Check out this final piece, Overshadowed, incredible. Also see how the blog has been a detailed record of everything from inspirations, through documented creative challenges etc.

https://mayamdemangeat.wordpress.com

This one is a good record of progress, if a bit text heavy.
https://jordanputt.wordpress.com

This is our best one from last year
http://elliewildmana2media.blogspot.co.uk/

I really want you to get into the way of posting every day or other day. It's not enough to post screen shots, or music videos etc without commentary on how it's inspiring you, what you like about it etc. Think about your blogs from last year and the ways in which you could have done it better. Now's your chance to improve.
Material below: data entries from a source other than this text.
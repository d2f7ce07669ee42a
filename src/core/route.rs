//! Route business logic - fixed point-to-point paths and their usage statistics.
//!
//! A route referenced by journal entries cannot be deleted; the entries have to
//! be removed first.

use crate::{
    core::required,
    db::{self, RouteVehicleCount},
    entities::route,
    errors::{Error, Result},
};
use sea_orm::DatabaseConnection;

/// Retrieves all routes ordered by id.
pub async fn list_routes(db: &DatabaseConnection) -> Result<Vec<route::Model>> {
    db::routes::list_routes(db).await
}

/// Finds a route by id.
///
/// # Errors
/// Returns `NotFound` if no route has this id.
pub async fn get_route(db: &DatabaseConnection, route_id: i64) -> Result<route::Model> {
    db::routes::find_route(db, route_id)
        .await?
        .ok_or(Error::NotFound {
            entity: "route",
            id: route_id,
        })
}

/// Adds a route.
///
/// # Errors
/// Returns `Validation` if either endpoint is empty.
pub async fn add_route(
    db: &DatabaseConnection,
    start_point: &str,
    end_point: &str,
) -> Result<route::Model> {
    let start_point = required(start_point, "start point")?;
    let end_point = required(end_point, "end point")?;

    db::routes::insert_route(db, &start_point, &end_point).await
}

/// Replaces both endpoints of a route.
///
/// # Errors
/// Returns `Validation` for empty endpoints and `NotFound` if the route does not exist.
pub async fn update_route(
    db: &DatabaseConnection,
    route_id: i64,
    start_point: &str,
    end_point: &str,
) -> Result<route::Model> {
    let start_point = required(start_point, "start point")?;
    let end_point = required(end_point, "end point")?;

    let updated = db::routes::update_route(db, route_id, &start_point, &end_point).await?;
    if updated == 0 {
        return Err(Error::NotFound {
            entity: "route",
            id: route_id,
        });
    }
    get_route(db, route_id).await
}

/// Deletes a route that no journal entry references.
///
/// # Errors
/// Returns `Conflict` while journal entries use the route and `NotFound` if it does not exist.
pub async fn delete_route(db: &DatabaseConnection, route_id: i64) -> Result<()> {
    db::delete_route_restricted(db, route_id).await
}

/// How many distinct cars travelled each route, in route order.
pub async fn route_vehicle_counts(db: &DatabaseConnection) -> Result<Vec<RouteVehicleCount>> {
    db::route_vehicle_counts(db).await
}

#[cfg(test)]
mod tests {
    #![allow(clippy::unwrap_used)]
    use super::*;
    use crate::test_utils::*;
    use sea_orm::{DatabaseBackend, MockDatabase};

    #[tokio::test]
    async fn test_add_route_validation() -> Result<()> {
        let db = MockDatabase::new(DatabaseBackend::Sqlite).into_connection();

        let result = add_route(&db, "", "Airport").await;
        assert!(matches!(result.unwrap_err(), Error::Validation { .. }));
        let result = add_route(&db, "Depot", "  ").await;
        assert!(matches!(result.unwrap_err(), Error::Validation { .. }));

        assert!(db.into_transaction_log().is_empty());
        Ok(())
    }

    #[tokio::test]
    async fn test_list_routes_ordered_by_id() -> Result<()> {
        let db = setup_test_db().await?;
        let first = create_test_route(&db, "Zelenograd", "Center").await?;
        let second = create_test_route(&db, "Airport", "Depot").await?;

        let routes = list_routes(&db).await?;
        assert_eq!(routes, vec![first, second]);
        assert_eq!(routes[0].name(), "Zelenograd - Center");
        Ok(())
    }

    #[tokio::test]
    async fn test_update_route() -> Result<()> {
        let db = setup_test_db().await?;
        let route = create_test_route(&db, "Depot", "Airport").await?;

        let updated = update_route(&db, route.id, "Depot", "Station").await?;
        assert_eq!(updated.end_point, "Station");

        let missing = update_route(&db, 404, "Depot", "Station").await;
        assert!(matches!(missing.unwrap_err(), Error::NotFound { entity: "route", .. }));
        Ok(())
    }

    #[tokio::test]
    async fn test_delete_route_restricted_by_journal() -> Result<()> {
        let db = setup_test_db().await?;
        let route = create_test_route(&db, "Depot", "Airport").await?;
        let car = create_test_car(&db, "A123BC", None).await?;
        let entry = create_test_entry(&db, car.id, route.id).await?;

        let result = delete_route(&db, route.id).await;
        assert!(matches!(result.unwrap_err(), Error::Conflict { .. }));
        assert_eq!(get_route(&db, route.id).await?, route);

        crate::core::journal::delete_journal_entry(&db, entry.id).await?;
        delete_route(&db, route.id).await?;
        assert!(matches!(
            get_route(&db, route.id).await.unwrap_err(),
            Error::NotFound { .. }
        ));
        Ok(())
    }

    #[tokio::test]
    async fn test_delete_missing_route() -> Result<()> {
        let db = setup_test_db().await?;
        let result = delete_route(&db, 3).await;
        assert!(matches!(
            result.unwrap_err(),
            Error::NotFound { entity: "route", id: 3 }
        ));
        Ok(())
    }

    #[tokio::test]
    async fn test_route_vehicle_counts() -> Result<()> {
        let db = setup_test_db().await?;
        let busy = create_test_route(&db, "Depot", "Airport").await?;
        let quiet = create_test_route(&db, "Depot", "Station").await?;
        let car1 = create_test_car(&db, "A111AA", None).await?;
        let car2 = create_test_car(&db, "B222BB", None).await?;

        // Two trips by the same car count once
        create_test_entry(&db, car1.id, busy.id).await?;
        create_test_entry(&db, car1.id, busy.id).await?;
        create_test_entry(&db, car2.id, busy.id).await?;

        let counts = route_vehicle_counts(&db).await?;
        assert_eq!(
            counts,
            vec![
                RouteVehicleCount {
                    route_name: busy.name(),
                    vehicle_count: 2,
                },
                RouteVehicleCount {
                    route_name: quiet.name(),
                    vehicle_count: 0,
                },
            ]
        );
        Ok(())
    }
}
Thursday 15 September 2016

Narrative theory

Narrative

In media terms, narrative is the coherence/organisation given to a series of facts. The human mind needs narrative to make sense of things. We connect events and make interpretations based on those connections. In everything we seek a beginning, a middle and an end. We understand and construct meaning using our experience of reality and of previous texts. Each text becomes part of the previous and the next through its relationship with the audience.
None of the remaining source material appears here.